Further, as shown in FIG. 6A , as the insertion tube 2 moves, the gap (R2) between the pressing surface 13a of the bolt 13 and the pressed surface 14b of the interposed member 14 increases. For this reason, the interposed member 14 appropriately moves between the bolt 13 and the locking member 15 in the recess 12 according to gravity. For example, as shown in FIG. 6A, the pressed surface 14 b of the interposed member 14 is separated from the pressed surface 13 a of the bolt 13, and the tapered surface of the interposed member 14 and the inclined surface 15 a of the locking member 15. And the contact location between these members 14 and 15 changes.

  Next, as shown in FIG. 6 (b), when an external force acts on the insertion tube 2 again in a direction away from the receiving tube 3, the locking member that bites into the outer peripheral surface of the insertion tube 2. 15 moves backward in the tube axis direction in the recess 12 along with the insertion tube 2. Due to this external force, the inclined surface 15 a of the locking member 15 slides along the tapered surface 14 a of the interposed member 14, and a predetermined portion of the pressed surface 14 b of the interposed member 14 contacts the pressing surface 13 a of the bolt 13. Touch.

  Since the contact portion of the pressing surface 13a of the bolt 13 that contacts the pressed surface 14b of the interposed member 14 is a predetermined portion in the tube axis direction from the position (P1) of the rear edge 13b, the rear edge 13b. Can avoid damage. Moreover, the contact location of the pressed surface 14b of the interposed member 14 and the pressing surface 13a of the bolt 13 in FIG. 6B is a new location different from the contact location in FIG. 5A described above. .

  Further, the pressed surface 14b of the interposed member 14 in FIG. 6B is inclined with respect to the pressed surface 13a of the bolt 13, and the front side of the pressed surface 14b of the interposed member 14 and the pressed surface 13a of the bolt 13. Since a clearance (R3) for shock absorption is generated between the intermediate member 14 and the interposed member 14 in contact with the new location, the clearance (R3) for shock absorption temporarily tilts with the allowance as an allowance, This impact can be absorbed without the intervention member 14 and the bolt 13 colliding with a strong momentum.

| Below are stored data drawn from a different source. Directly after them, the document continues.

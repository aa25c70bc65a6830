// crates/muninn-server/src/outcomes/reverts.rs
// Revert detection. Scans commits without a revert_events row for the
// three revert shapes, resolves the original commit, and downgrades the
// knowledge derived from it: linked learnings lose confidence, decisions
// touching the reverted files drop to needs_review.

use crate::args;
use crate::db::from_json_array;
use crate::store::Store;
use anyhow::Result;
use regex::Regex;
use std::sync::LazyLock;

#[allow(clippy::expect_used)]
static RE_REVERT_QUOTED: LazyLock<Regex> =
    LazyLock::new(|| Regex::new(r#"^Revert\s+"(?P<subject>.+)""#).expect("valid regex"));
#[allow(clippy::expect_used)]
static RE_REVERT_HASH: LazyLock<Regex> = LazyLock::new(|| {
    Regex::new(r"(?i)\brevert(?:s|ed)?\s+(?P<hash>[0-9a-f]{7,40})\b").expect("valid regex")
});
#[allow(clippy::expect_used)]
static RE_REVERT_LEADING: LazyLock<Regex> =
    LazyLock::new(|| Regex::new(r"(?i)^revert[:\s-]").expect("valid regex"));

/// How a revert referenced its original.
#[derive(Debug, Clone, PartialEq)]
pub enum RevertRef {
    Subject(String),
    HashPrefix(String),
    Bare,
}

/// Classify a commit message as a revert, if it is one.
pub fn detect_revert(message: &str) -> Option<RevertRef> {
    let subject = message.lines().next().unwrap_or("");
    if let Some(caps) = RE_REVERT_QUOTED.captures(subject) {
        return Some(RevertRef::Subject(caps["subject"].to_string()));
    }
    if let Some(caps) = RE_REVERT_HASH.captures(subject) {
        return Some(RevertRef::HashPrefix(caps["hash"].to_string()));
    }
    if RE_REVERT_LEADING.is_match(subject) {
        return Some(RevertRef::Bare);
    }
    None
}

/// Scan unprocessed commits for reverts and apply knowledge impact.
/// Returns the number of revert events recorded.
pub async fn detect_reverts(store: &Store, project_id: i64) -> Result<usize> {
    let commits = store
        .all(
            "SELECT c.id, c.commit_hash, c.message, c.files_changed
             FROM git_commits c
             LEFT JOIN revert_events r
               ON r.project_id = c.project_id AND r.revert_commit_hash = c.commit_hash
             WHERE c.project_id = ?1 AND r.id IS NULL
             ORDER BY c.id",
            args![project_id],
        )
        .await?;

    let mut recorded = 0;
    for commit in commits {
        let hash: String = commit.get(1)?;
        let message: String = commit.get::<Option<String>>(2)?.unwrap_or_default();
        let files = from_json_array(commit.get::<Option<String>>(3)?.as_deref());

        let Some(revert_ref) = detect_revert(&message) else {
            continue;
        };

        let original = resolve_original(store, project_id, &hash, &revert_ref).await?;

        if let Some((original_id, original_hash)) = &original {
            apply_revert_impact(store, project_id, *original_id, original_hash, &files).await?;
        }

        store
            .run(
                "INSERT INTO revert_events
                    (project_id, revert_commit_hash, original_commit_hash, reverted_files, processed)
                 VALUES (?1, ?2, ?3, ?4, 1)
                 ON CONFLICT(project_id, revert_commit_hash) DO NOTHING",
                args![
                    project_id,
                    hash,
                    original.as_ref().map(|(_, h)| h.clone()),
                    crate::db::to_json_array(&files)
                ],
            )
            .await?;
        recorded += 1;
    }
    Ok(recorded)
}

/// Resolve the reverted commit by hash prefix or subject substring.
async fn resolve_original(
    store: &Store,
    project_id: i64,
    revert_hash: &str,
    revert_ref: &RevertRef,
) -> Result<Option<(i64, String)>> {
    let row = match revert_ref {
        RevertRef::HashPrefix(prefix) => {
            store
                .get(
                    "SELECT id, commit_hash FROM git_commits
                     WHERE project_id = ?1 AND commit_hash LIKE ?2 AND commit_hash != ?3",
                    args![project_id, format!("{prefix}%"), revert_hash],
                )
                .await?
        }
        RevertRef::Subject(subject) => {
            store
                .get(
                    "SELECT id, commit_hash FROM git_commits
                     WHERE project_id = ?1 AND message LIKE ?2 AND commit_hash != ?3
                     ORDER BY id DESC LIMIT 1",
                    args![project_id, format!("%{subject}%"), revert_hash],
                )
                .await?
        }
        RevertRef::Bare => None,
    };
    row.map(|r| Ok((r.get::<i64>(0)?, r.get::<String>(1)?))).transpose()
}

/// Knowledge impact: learnings from the original commit's session lose
/// 30% confidence (floor 1.0); decisions whose affects overlap the
/// reverted files drop to needs_review.
async fn apply_revert_impact(
    store: &Store,
    project_id: i64,
    original_commit_id: i64,
    _original_hash: &str,
    reverted_files: &[String],
) -> Result<()> {
    store
        .run(
            "UPDATE learnings SET confidence = MAX(1.0, confidence * 0.7),
                    updated_at = CURRENT_TIMESTAMP
             WHERE project_id = ?1
               AND id IN (
                   SELECT r.target_id FROM relationships r
                   WHERE r.project_id = ?1 AND r.target_type = 'learning'
                     AND r.source_type = 'session'
                     AND r.source_id = (SELECT session_id FROM git_commits WHERE id = ?2)
               )",
            args![project_id, original_commit_id],
        )
        .await?;

    for file in reverted_files {
        store
            .run(
                "UPDATE decisions SET outcome_status = 'needs_review',
                        updated_at = CURRENT_TIMESTAMP
                 WHERE project_id = ?1 AND status = 'active' AND affects LIKE ?2",
                args![project_id, format!("%{file}%")],
            )
            .await?;
    }
    Ok(())
}

#[cfg(test)]
mod tests {
    use super::*;

    #[test]
    fn test_detect_quoted_revert() {
        assert_eq!(
            detect_revert("Revert \"feat: add cache layer\""),
            Some(RevertRef::Subject("feat: add cache layer".into()))
        );
    }

    #[test]
    fn test_detect_hash_revert() {
        assert_eq!(
            detect_revert("This reverts abc1234 due to regressions"),
            Some(RevertRef::HashPrefix("abc1234".into()))
        );
    }

    #[test]
    fn test_detect_leading_revert() {
        assert_eq!(detect_revert("revert: cache layer"), Some(RevertRef::Bare));
        assert_eq!(detect_revert("revert - bad idea"), Some(RevertRef::Bare));
    }

    #[test]
    fn test_normal_commit_not_revert() {
        assert_eq!(detect_revert("feat: reverter utility"), None);
        assert_eq!(detect_revert("fix: restore behavior"), None);
    }

    async fn seed(store: &Store) -> (i64, i64) {
        let project = crate::db::get_or_create_project(store, "/p", None).await.unwrap();
        let session = crate::db::open_session(store, project.id, "g").await.unwrap();
        (project.id, session.id)
    }

    #[tokio::test]
    async fn test_revert_downgrades_decision_and_learning() {
        let store = Store::open_in_memory().await.unwrap();
        let (project_id, session_id) = seed(&store).await;

        // Original commit in the session
        store
            .run(
                "INSERT INTO git_commits (project_id, session_id, commit_hash, message, files_changed, analyzed)
                 VALUES (?1, ?2, 'orig123', 'feat: add cache layer', '[\"src/cache.ts\"]', 0)",
                args![project_id, session_id],
            )
            .await
            .unwrap();
        // Learning linked to that session
        let learning_id = store
            .run(
                "INSERT INTO learnings (project_id, title, content, confidence)
                 VALUES (?1, 'cache tip', 'use LRU', 5.0)",
                args![project_id],
            )
            .await
            .unwrap()
            .last_insert_id;
        store
            .run(
                "INSERT INTO relationships
                    (project_id, source_type, source_id, target_type, target_id, relationship)
                 VALUES (?1, 'session', ?2, 'learning', ?3, 'learned')",
                args![project_id, session_id, learning_id],
            )
            .await
            .unwrap();
        // Decision affecting the reverted file
        store
            .run(
                "INSERT INTO decisions (project_id, title, affects, status)
                 VALUES (?1, 'Cache everything', '[\"src/cache.ts\"]', 'active')",
                args![project_id],
            )
            .await
            .unwrap();
        // The revert commit
        store
            .run(
                "INSERT INTO git_commits (project_id, commit_hash, message, files_changed, analyzed)
                 VALUES (?1, 'rev456', 'Revert \"feat: add cache layer\"', '[\"src/cache.ts\"]', 0)",
                args![project_id],
            )
            .await
            .unwrap();

        assert_eq!(detect_reverts(&store, project_id).await.unwrap(), 1);

        let confidence: f64 = store
            .get("SELECT confidence FROM learnings WHERE id = ?1", args![learning_id])
            .await
            .unwrap()
            .unwrap()
            .get(0)
            .unwrap();
        assert!((confidence - 3.5).abs() < 1e-9, "5.0 * 0.7 = 3.5");

        let outcome: String = store
            .get("SELECT outcome_status FROM decisions", args![])
            .await
            .unwrap()
            .unwrap()
            .get(0)
            .unwrap();
        assert_eq!(outcome, "needs_review");

        let event = store
            .get(
                "SELECT original_commit_hash, processed FROM revert_events",
                args![],
            )
            .await
            .unwrap()
            .unwrap();
        assert_eq!(event.get::<Option<String>>(0).unwrap().as_deref(), Some("orig123"));
        assert_eq!(event.get::<i64>(1).unwrap(), 1);

        // Second pass left-joins against processed hashes: no double impact
        assert_eq!(detect_reverts(&store, project_id).await.unwrap(), 0);
    }

    #[tokio::test]
    async fn test_learning_confidence_floor() {
        let store = Store::open_in_memory().await.unwrap();
        let (project_id, session_id) = seed(&store).await;
        store
            .run(
                "INSERT INTO git_commits (project_id, session_id, commit_hash, message, files_changed, analyzed)
                 VALUES (?1, ?2, 'abcdef1234', 'feat: tiny', '[]', 0)",
                args![project_id, session_id],
            )
            .await
            .unwrap();
        let learning_id = store
            .run(
                "INSERT INTO learnings (project_id, title, content, confidence)
                 VALUES (?1, 't', 'c', 1.2)",
                args![project_id],
            )
            .await
            .unwrap()
            .last_insert_id;
        store
            .run(
                "INSERT INTO relationships
                    (project_id, source_type, source_id, target_type, target_id, relationship)
                 VALUES (?1, 'session', ?2, 'learning', ?3, 'learned')",
                args![project_id, session_id, learning_id],
            )
            .await
            .unwrap();
        store
            .run(
                "INSERT INTO git_commits (project_id, commit_hash, message, files_changed, analyzed)
                 VALUES (?1, 'rev1', 'reverted abcdef1 for safety', '[]', 0)",
                args![project_id],
            )
            .await
            .unwrap();

        detect_reverts(&store, project_id).await.unwrap();
        let confidence: f64 = store
            .get("SELECT confidence FROM learnings WHERE id = ?1", args![learning_id])
            .await
            .unwrap()
            .unwrap()
            .get(0)
            .unwrap();
        assert!((confidence - 1.0).abs() < 1e-9, "floor at 1.0");
    }
}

  Similarly, when an external force such as an earthquake is repeatedly applied to the pipe joint 1 before and after in the pipe axis direction, the external force is applied to the pipe without causing the intervening member 14 and the bolt 13 to be locally concentrated and in contact with each other. Since the contact portion between the interposed member 14 and the bolt 13 is dispersed every time it is repeated before and after in the axial direction, damage due to repeated concentrated impact between the members can be avoided.

  Next, a modified example of the interposed member of the present invention will be described. As shown in FIG. 7, the interposed member 24 as the first modified example of the present invention has a tapered surface 24a formed in a concave curved surface. In the initial state of the pipe joint, the tapered surface 24a is engaged. Only the front and rear ends of the inclined surface 15a of the stop member 15 are in partial contact with each other, and are separated from the intermediate portion in the tube axis direction.

  By doing in this way, since the space | gap area | region of the taper surface 24a of the interposed member 24 and the inclined surface 15a of the latching member 15 increases, the impact when external forces, such as an earthquake, act repeatedly before and after a pipe-axis direction The absorption gap can be expanded.

  Further, as shown in FIG. 8, the interposed member 34 as the second modified example of the present invention has a tapered surface 34a formed into a convex curved surface. In the initial state of the pipe joint, the tapered surface 34a is Only a portion of the inclined surface 15a of the locking member 15 other than the end portion in the tube axis direction is in contact, and is separated from the front and rear end portions in the tube axis direction.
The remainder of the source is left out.